Seems like the price is good, but the Ram will be under powered with the 4.7. It's a great engine, especially in a Dakota. JMO.


----------



## cmo18 (Mar 10, 2008)

Is it comparable to the 318?


----------



## CarCrazed4Life (Dec 5, 2005)

It is comparable numbers wise to a 5.2 auto to a 4.7 auto. The biggest benefit the 4.7 had in auto form was the dual 2nd gear automatic. It basically was a 5speed auto over the 5.2 with a 4speed.

That said you have the manual, so I'd say its ok. Even for me that dakota is perfectly sized for the 4.7l. The newly refreshed 4.7 now outputs 300hp/300LbFt but that is not available until 2008. I'd say keep looking for a 5.7. The cylinder deactivation works, and EPA numbers are the same for a manual 4.7 vs a 5sp 5.7 Hemi. As long as you practice restraint, the extra torque will probably SAVE you money while driving with the plow on, and the torque will help too.

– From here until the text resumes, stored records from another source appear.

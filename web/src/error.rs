use std::error::Error as StdError;

use axum::http::StatusCode;
use axum::response::{IntoResponse, Response};

use domain::error::{
    DomainErrorKind, EntityErrorKind, Error as DomainError, ExternalErrorKind, InternalErrorKind,
};
use log::*;

pub type Result<T> = core::result::Result<T, Error>;

#[derive(Debug)]
pub struct Error(DomainError);

impl Error {
    pub(crate) fn unauthenticated() -> Self {
        Self(DomainError {
            source: None,
            error_kind: DomainErrorKind::Internal(InternalErrorKind::Entity(
                EntityErrorKind::Unauthenticated,
            )),
        })
    }

    pub(crate) fn config() -> Self {
        Self(DomainError {
            source: None,
            error_kind: DomainErrorKind::Internal(InternalErrorKind::Config),
        })
    }

    fn status_code(&self) -> StatusCode {
        match &self.0.error_kind {
            DomainErrorKind::Internal(internal_error_kind) => match internal_error_kind {
                InternalErrorKind::Entity(entity_error_kind) => match entity_error_kind {
                    EntityErrorKind::NotFound => StatusCode::NOT_FOUND,
                    EntityErrorKind::Invalid => StatusCode::UNPROCESSABLE_ENTITY,
                    EntityErrorKind::Unauthenticated => StatusCode::UNAUTHORIZED,
                    EntityErrorKind::Forbidden => StatusCode::FORBIDDEN,
                    EntityErrorKind::Other(_) => StatusCode::INTERNAL_SERVER_ERROR,
                },
                InternalErrorKind::Config | InternalErrorKind::Other(_) => {
                    StatusCode::INTERNAL_SERVER_ERROR
                }
            },
            DomainErrorKind::External(external_error_kind) => match external_error_kind {
                ExternalErrorKind::Network => StatusCode::BAD_GATEWAY,
                ExternalErrorKind::Other(_) => StatusCode::INTERNAL_SERVER_ERROR,
            },
        }
    }
}

impl StdError for Error {}

impl std::fmt::Display for Error {
    fn fmt(&self, fmt: &mut std::fmt::Formatter) -> core::result::Result<(), std::fmt::Error> {
        write!(fmt, "{self:?}")
    }
}

// List of possible StatusCode variants https://docs.rs/http/latest/http/status/struct.StatusCode.html#associatedconstant.UNPROCESSABLE_ENTITY
impl IntoResponse for Error {
    fn into_response(self) -> Response {
        let status_code = self.status_code();
        if status_code.is_server_error() {
            error!("Request failed: {self}");
        } else {
            debug!("Request rejected with {status_code}: {self}");
        }

        let reason = status_code
            .canonical_reason()
            .unwrap_or("UNKNOWN")
            .to_uppercase();
        (status_code, reason).into_response()
    }
}

impl<E> From<E> for Error
where
    E: Into<DomainError>,
{
    fn from(err: E) -> Self {
        Self(err.into())
    }
}

#[cfg(test)]
mod tests {
    use super::*;

    fn entity_error(kind: EntityErrorKind) -> Error {
        Error(DomainError {
            source: None,
            error_kind: DomainErrorKind::Internal(InternalErrorKind::Entity(kind)),
        })
    }

    #[test]
    fn entity_errors_map_to_client_errors() {
        assert_eq!(
            entity_error(EntityErrorKind::NotFound).into_response().status(),
            StatusCode::NOT_FOUND
        );
        assert_eq!(
            entity_error(EntityErrorKind::Invalid).into_response().status(),
            StatusCode::UNPROCESSABLE_ENTITY
        );
        assert_eq!(
            Error::unauthenticated().into_response().status(),
            StatusCode::UNAUTHORIZED
        );
        assert_eq!(
            entity_error(EntityErrorKind::Forbidden).into_response().status(),
            StatusCode::FORBIDDEN
        );
    }

    #[test]
    fn configuration_and_network_errors_map_to_server_errors() {
        let config = Error::config();
        let network = Error(DomainError {
            source: None,
            error_kind: DomainErrorKind::External(ExternalErrorKind::Network),
        });

        assert_eq!(
            config.into_response().status(),
            StatusCode::INTERNAL_SERVER_ERROR
        );
        assert_eq!(network.into_response().status(), StatusCode::BAD_GATEWAY);
    }
}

http://cgi.ebay.com/ebaymotors/ws/eBayISAPI.dll?ViewItem&item=130280487592
Thats one for $2500 more then what your looking at, but include the Hemi, and by the looks of it has the Tow Package which is something to look for.

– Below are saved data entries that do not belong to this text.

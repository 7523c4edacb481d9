//! Resolves bearer tokens issued by the identity provider to platform users.
//!
//! Tokens are HS256 JWTs. The `sub` claim identifies the user at the provider
//! and maps to `users.external_id`; a subject seen for the first time is
//! provisioned as a new user from the profile claims.

use crate::error::{DomainErrorKind, EntityErrorKind, Error, InternalErrorKind};
use crate::users::Model;
use entity::Id;
use entity_api::error::{EntityApiErrorKind, Error as EntityApiError};
use entity_api::user;
use jsonwebtoken::{decode, Algorithm, DecodingKey, Validation};
use log::*;
use sea_orm::DatabaseConnection;
use serde::{Deserialize, Serialize};
use service::config::Config;
use std::future::Future;

const USERNAME_RETRIES: usize = 3;

#[derive(Debug, Clone, PartialEq, Serialize, Deserialize)]
pub struct Claims {
    pub sub: String,
    pub exp: u64,
    #[serde(default)]
    pub email: Option<String>,
    #[serde(default)]
    pub preferred_username: Option<String>,
    #[serde(default)]
    pub name: Option<String>,
}

impl Claims {
    fn username(&self) -> String {
        self.preferred_username
            .clone()
            .or_else(|| {
                self.email
                    .as_deref()
                    .and_then(|email| email.split('@').next())
                    .filter(|local| !local.is_empty())
                    .map(str::to_owned)
            })
            .unwrap_or_else(|| format!("user_{}", &Id::new_v4().simple().to_string()[..12]))
    }
}

/// Verifies bearer tokens. Built once at startup and shared by every request.
pub struct TokenVerifier {
    // None when no secret is configured; every token is then refused.
    key: Option<DecodingKey>,
    validation: Validation,
}

impl TokenVerifier {
    pub fn new(secret: &str, issuer: Option<&str>, audience: Option<&str>) -> Self {
        Self {
            key: Some(DecodingKey::from_secret(secret.as_bytes())),
            validation: Self::validation(issuer, audience),
        }
    }

    pub fn from_config(config: &Config) -> Self {
        let issuer = config.identity_issuer();
        let audience = config.identity_audience();
        let validation = Self::validation(issuer.as_deref(), audience.as_deref());

        match config.identity_jwt_secret() {
            Some(secret) => Self {
                key: Some(DecodingKey::from_secret(secret.as_bytes())),
                validation,
            },
            None => {
                error!("IDENTITY_JWT_SECRET is not set, bearer tokens cannot be verified");
                Self {
                    key: None,
                    validation,
                }
            }
        }
    }

    fn validation(issuer: Option<&str>, audience: Option<&str>) -> Validation {
        let mut validation = Validation::new(Algorithm::HS256);
        if let Some(issuer) = issuer {
            validation.set_issuer(&[issuer]);
        }
        match audience {
            Some(audience) => validation.set_audience(&[audience]),
            None => validation.validate_aud = false,
        }
        validation
    }

    pub fn verify(&self, token: &str) -> Result<Claims, Error> {
        let key = self.key.as_ref().ok_or(Error {
            source: None,
            error_kind: DomainErrorKind::Internal(InternalErrorKind::Config),
        })?;

        Ok(decode::<Claims>(token, key, &self.validation)?.claims)
    }
}

/// Verifies `token` and returns the user it belongs to, creating the user on
/// first sign-in.
pub async fn authenticate(
    db: &DatabaseConnection,
    verifier: &TokenVerifier,
    token: &str,
) -> Result<Model, Error> {
    let claims = verifier.verify(token)?;
    find_or_create(db, claims).await
}

pub async fn find_or_create(db: &DatabaseConnection, claims: Claims) -> Result<Model, Error> {
    if let Some(user) = user::find_by_external_id(db, &claims.sub).await? {
        return Ok(user);
    }

    info!("Provisioning user for new identity subject {}", claims.sub);
    provision(db, &claims, |new_user| user::create(db, new_user)).await
}

/// Inserts the user for `claims` through `insert`. A rejected insert is a lost
/// race when the subject now exists; otherwise the username is taken and the
/// insert is retried with a suffixed one.
async fn provision<F, Fut>(
    db: &DatabaseConnection,
    claims: &Claims,
    mut insert: F,
) -> Result<Model, Error>
where
    F: FnMut(Model) -> Fut,
    Fut: Future<Output = Result<Model, EntityApiError>>,
{
    let base = claims.username();
    let mut username = base.clone();
    let mut retries = 0;

    loop {
        let now = chrono::Utc::now();
        let new_user = Model {
            id: Id::nil(),
            external_id: claims.sub.clone(),
            username: username.clone(),
            display_name: claims.name.clone(),
            email: claims.email.clone(),
            avatar_url: None,
            created_at: now.into(),
            updated_at: now.into(),
        };

        match insert(new_user).await {
            Ok(user) => return Ok(user),
            Err(e) if e.error_kind == EntityApiErrorKind::ValidationError => {
                if let Some(user) = user::find_by_external_id(db, &claims.sub).await? {
                    return Ok(user);
                }
                if retries == USERNAME_RETRIES {
                    warn!("Could not provision user for subject {}: {e}", claims.sub);
                    return Err(Error {
                        source: Some(Box::new(e)),
                        error_kind: DomainErrorKind::Internal(InternalErrorKind::Entity(
                            EntityErrorKind::Invalid,
                        )),
                    });
                }
                retries += 1;
                username = format!("{base}_{}", &Id::new_v4().simple().to_string()[..8]);
                info!(
                    "Username taken for subject {}, retrying as {username}",
                    claims.sub
                );
            }
            Err(e) => return Err(e.into()),
        }
    }
}


#[cfg(test)]
#[cfg(feature = "mock")]
mod mock_tests {
    use super::*;
    use sea_orm::{DatabaseBackend, MockDatabase};

    fn claims() -> Claims {
        Claims {
            sub: "idp|7".to_owned(),
            exp: 0,
            email: None,
            preferred_username: Some("lin".to_owned()),
            name: None,
        }
    }

    fn user_model() -> Model {
        Model {
            id: Id::new_v4(),
            external_id: "idp|7".to_owned(),
            username: "lin".to_owned(),
            display_name: None,
            email: None,
            avatar_url: None,
            created_at: chrono::Utc::now().into(),
            updated_at: chrono::Utc::now().into(),
        }
    }

    #[tokio::test]
    async fn known_subjects_resolve_to_their_user() -> Result<(), Error> {
        let existing = user_model();
        let db = MockDatabase::new(DatabaseBackend::Postgres)
            .append_query_results(vec![vec![existing.clone()]])
            .into_connection();

        assert_eq!(find_or_create(&db, claims()).await?, existing);
        Ok(())
    }

    #[tokio::test]
    async fn new_subjects_are_provisioned() -> Result<(), Error> {
        let created = user_model();
        let db = MockDatabase::new(DatabaseBackend::Postgres)
            .append_query_results(vec![Vec::<Model>::new(), vec![created.clone()]])
            .into_connection();

        let user = find_or_create(&db, claims()).await?;

        assert_eq!(user.username, "lin");
        assert_eq!(user.external_id, "idp|7");
        Ok(())
    }

    fn username_taken() -> EntityApiError {
        EntityApiError {
            source: None,
            error_kind: EntityApiErrorKind::ValidationError,
        }
    }

    #[tokio::test]
    async fn taken_usernames_are_retried_with_a_suffix() -> Result<(), Error> {
        let db = MockDatabase::new(DatabaseBackend::Postgres)
            .append_query_results(vec![Vec::<Model>::new()])
            .into_connection();
        let mut attempted = Vec::new();

        let user = provision(&db, &claims(), |new_user: Model| {
            attempted.push(new_user.username.clone());
            let result = if attempted.len() == 1 {
                Err(username_taken())
            } else {
                Ok(new_user)
            };
            async move { result }
        })
        .await?;

        assert_eq!(attempted.len(), 2);
        assert_eq!(attempted[0], "lin");
        assert!(user.username.starts_with("lin_"), "{}", user.username);
        assert_eq!(user.username.len(), "lin_".len() + 8);
        assert_eq!(user.external_id, "idp|7");
        Ok(())
    }

    #[tokio::test]
    async fn a_concurrent_insert_for_the_same_subject_is_reused() -> Result<(), Error> {
        let existing = user_model();
        let db = MockDatabase::new(DatabaseBackend::Postgres)
            .append_query_results(vec![vec![existing.clone()]])
            .into_connection();
        let mut inserts = 0;

        let user = provision(&db, &claims(), |_: Model| {
            inserts += 1;
            async { Err(username_taken()) }
        })
        .await?;

        assert_eq!(inserts, 1);
        assert_eq!(user, existing);
        Ok(())
    }

    #[tokio::test]
    async fn provisioning_gives_up_after_repeated_collisions() {
        let db = MockDatabase::new(DatabaseBackend::Postgres)
            .append_query_results(vec![Vec::<Model>::new(); USERNAME_RETRIES + 1])
            .into_connection();

        let err = provision(&db, &claims(), |_: Model| async { Err(username_taken()) })
            .await
            .unwrap_err();

        assert_eq!(
            err.error_kind,
            DomainErrorKind::Internal(InternalErrorKind::Entity(EntityErrorKind::Invalid))
        );
    }
}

I've seen similar hemi equipped Rams go for ~ $10,000 with 60k or around there. I prefer the painted bumpers over chrome for snow and salt work. I also prefer the 20" wheels as you can pick up 17s cheap, and sell the 20s on ebay and it pays for the tires


----------



## cmo18 (Mar 10, 2008)

See i really need the short box regular cab for the small driveways...So for a driveway truck, I should just wait for a hemi? Because I have the 318 now and it handles the driveways perfectly....How is this new 6 spd holding up? Is it the same as the one in the tj? The guy who owns the truck says it has 3.92 gears in it with a larger alternator and tow package...


----------



## CarCrazed4Life (Dec 5, 2005)

I'm sure you can find a Reg Cab Short Box for cheaper then the Quad Cab I posted if you try searching. I think 3.92 was standard for the manual. Thats why the Auto gets better MPG cause it has shorter gears but a taller 1st to make up for it. The 318 still had better low end torque then the 4.7.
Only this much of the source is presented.